» **Work order**
Output only the line that contains "refresh-token grant once." and the lines after it, all verbatim, through the last one below.

» **Data for this exercise**
######
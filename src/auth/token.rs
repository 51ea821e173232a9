//! Refresh-token exchange against Google's OAuth2 token endpoint
//!
//! [`TokenRefresher::refresh`] sends one JSON `POST` carrying the refresh
//! token and client credentials, decodes the response, and validates that
//! the issued token is a bearer token carrying the Chrome Web Store scope.
//! A token that fails either check is never returned.

use std::sync::Arc;

use chrono::{DateTime, Utc};
use serde::{Deserialize, Serialize};

use crate::error::{Result, WebstoreError};
use crate::transport::{HttpRequest, HttpTransport, Method};

/// Scope that must be granted for any store API call to succeed.
pub const CHROME_WEBSTORE_SCOPE: &str = "https://www.googleapis.com/auth/chromewebstore";

/// Default OAuth2 token endpoint.
pub const DEFAULT_TOKEN_URL: &str = "https://www.googleapis.com/oauth2/v4/token";

// ---------------------------------------------------------------------------
// Credentials
// ---------------------------------------------------------------------------

/// OAuth client credentials plus the long-lived refresh token.
///
/// `Debug` output redacts the secret and the refresh token so the struct
/// can appear in log lines safely.
///
/// # Examples
///
/// ```
/// use webstore_publish::auth::Credentials;
///
/// let creds = Credentials::new("client-id", "s3cret", "1//refresh");
/// let debug = format!("{:?}", creds);
/// assert!(debug.contains("client-id"));
/// assert!(!debug.contains("s3cret"));
/// assert!(!debug.contains("1//refresh"));
/// ```
#[derive(Clone, PartialEq, Eq)]
pub struct Credentials {
    pub client_id: String,
    pub client_secret: String,
    pub refresh_token: String,
}

impl Credentials {
    pub fn new(
        client_id: impl Into<String>,
        client_secret: impl Into<String>,
        refresh_token: impl Into<String>,
    ) -> Self {
        Self {
            client_id: client_id.into(),
            client_secret: client_secret.into(),
            refresh_token: refresh_token.into(),
        }
    }
}

impl std::fmt::Debug for Credentials {
    fn fmt(&self, f: &mut std::fmt::Formatter<'_>) -> std::fmt::Result {
        f.debug_struct("Credentials")
            .field("client_id", &self.client_id)
            .field("client_secret", &"<redacted>")
            .field("refresh_token", &"<redacted>")
            .finish()
    }
}

// ---------------------------------------------------------------------------
// AccessToken
// ---------------------------------------------------------------------------

/// A validated, short-lived access token.
///
/// Only ever produced by [`TokenRefresher::refresh`], so holding one means
/// the scope and token-type checks already passed.
#[derive(Clone)]
pub struct AccessToken {
    /// The bearer token string.
    pub access_token: String,

    /// Space-separated scopes granted by the authorization server.
    pub scope: String,

    /// Token kind, always `"Bearer"` once validated.
    pub token_type: String,

    /// UTC instant derived from `expires_in`. Informational only; the
    /// token is used once and never refreshed again.
    pub expires_at: Option<DateTime<Utc>>,
}

impl AccessToken {
    /// Value for the `Authorization` header.
    ///
    /// # Examples
    ///
    /// ```
    /// use webstore_publish::auth::AccessToken;
    ///
    /// let token = AccessToken {
    ///     access_token: "ya29.abc".to_string(),
    ///     scope: "https://www.googleapis.com/auth/chromewebstore".to_string(),
    ///     token_type: "Bearer".to_string(),
    ///     expires_at: None,
    /// };
    /// assert_eq!(token.authorization_header(), "Bearer ya29.abc");
    /// ```
    pub fn authorization_header(&self) -> String {
        format!("Bearer {}", self.access_token)
    }
}

impl std::fmt::Debug for AccessToken {
    fn fmt(&self, f: &mut std::fmt::Formatter<'_>) -> std::fmt::Result {
        f.debug_struct("AccessToken")
            .field("access_token", &"<redacted>")
            .field("scope", &self.scope)
            .field("token_type", &self.token_type)
            .field("expires_at", &self.expires_at)
            .finish()
    }
}

// ---------------------------------------------------------------------------
// Wire types
// ---------------------------------------------------------------------------

#[derive(Debug, Serialize)]
struct TokenRequest<'a> {
    refresh_token: &'a str,
    client_id: &'a str,
    client_secret: &'a str,
    grant_type: &'a str,
}

#[derive(Debug, Deserialize)]
struct TokenResponse {
    access_token: String,
    #[serde(default)]
    expires_in: Option<i64>,
    #[serde(default)]
    scope: String,
    #[serde(default)]
    token_type: String,
}

impl TokenResponse {
    /// Checks the post-conditions and converts into an [`AccessToken`].
    fn validate(self) -> Result<AccessToken> {
        if !self.scope.contains(CHROME_WEBSTORE_SCOPE) {
            return Err(WebstoreError::MissingScope(self.scope).into());
        }

        if self.token_type != "Bearer" {
            return Err(WebstoreError::InvalidTokenType(self.token_type).into());
        }

        let expires_at = self
            .expires_in
            .and_then(chrono::Duration::try_seconds)
            .and_then(|ttl| Utc::now().checked_add_signed(ttl));

        Ok(AccessToken {
            access_token: self.access_token,
            scope: self.scope,
            token_type: self.token_type,
            expires_at,
        })
    }
}

// ---------------------------------------------------------------------------
// TokenRefresher
// ---------------------------------------------------------------------------

/// Exchanges a refresh token for an access token.
///
/// # Examples
///
/// ```no_run
/// use std::sync::Arc;
/// use webstore_publish::auth::{Credentials, TokenRefresher};
/// use webstore_publish::transport::http::ReqwestTransport;
///
/// # async fn example() -> webstore_publish::error::Result<()> {
/// let refresher = TokenRefresher::new(
///     Arc::new(ReqwestTransport::new()),
///     "https://www.googleapis.com/oauth2/v4/token",
/// );
/// let creds = Credentials::new("id", "secret", "refresh");
/// let token = refresher.refresh(&creds).await?;
/// println!("token expires at {:?}", token.expires_at);
/// # Ok(())
/// # }
/// ```
#[derive(Debug, Clone)]
pub struct TokenRefresher {
    transport: Arc<dyn HttpTransport>,
    token_url: String,
}

impl TokenRefresher {
    pub fn new(transport: Arc<dyn HttpTransport>, token_url: impl Into<String>) -> Self {
        Self {
            transport,
            token_url: token_url.into(),
        }
    }

    /// Runs the refresh-token grant once.
    ///
    /// # Errors
    ///
    /// - [`WebstoreError::Http`] if the request could not be sent.
    /// - [`WebstoreError::RequestFailed`] on any non-200 status, carrying
    ///   the raw body.
    /// - [`WebstoreError::Serialization`] if the body is not a token response.
    /// - [`WebstoreError::MissingScope`] / [`WebstoreError::InvalidTokenType`]
    ///   if the issued token cannot be used against the store.
    pub async fn refresh(&self, credentials: &Credentials) -> Result<AccessToken> {
        let payload = TokenRequest {
            refresh_token: &credentials.refresh_token,
            client_id: &credentials.client_id,
            client_secret: &credentials.client_secret,
            grant_type: "refresh_token",
        };
        let body = serde_json::to_vec(&payload).map_err(WebstoreError::Serialization)?;

        let request = HttpRequest::new(Method::Post, self.token_url.as_str())
            .header("Content-Type", "application/json")
            .body(body);

        let resp = self.transport.send(request).await?.ensure_ok()?;
        let raw: TokenResponse = resp.json()?;
        let token = raw.validate()?;

        tracing::debug!(
            scope = %token.scope,
            expires_at = ?token.expires_at,
            "Access token issued"
        );

        Ok(token)
    }
}

// ---------------------------------------------------------------------------
// Tests
// ---------------------------------------------------------------------------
######
» **Task result**
    /// Runs the refresh-token grant once.
    ///
    /// # Errors
    ///
    /// - [`WebstoreError::Http`] if the request could not be sent.
    /// - [`WebstoreError::RequestFailed`] on any non-200 status, carrying
    ///   the raw body.
    /// - [`WebstoreError::Serialization`] if the body is not a token response.
    /// - [`WebstoreError::MissingScope`] / [`WebstoreError::InvalidTokenType`]
    ///   if the issued token cannot be used against the store.
    pub async fn refresh(&self, credentials: &Credentials) -> Result<AccessToken> {
        let payload = TokenRequest {
            refresh_token: &credentials.refresh_token,
            client_id: &credentials.client_id,
            client_secret: &credentials.client_secret,
            grant_type: "refresh_token",
        };
        let body = serde_json::to_vec(&payload).map_err(WebstoreError::Serialization)?;

        let request = HttpRequest::new(Method::Post, self.token_url.as_str())
            .header("Content-Type", "application/json")
            .body(body);

        let resp = self.transport.send(request).await?.ensure_ok()?;
        let raw: TokenResponse = resp.json()?;
        let token = raw.validate()?;

        tracing::debug!(
            scope = %token.scope,
            expires_at = ?token.expires_at,
            "Access token issued"
        );

        Ok(token)
    }
}

// ---------------------------------------------------------------------------
// Tests
// ---------------------------------------------------------------------------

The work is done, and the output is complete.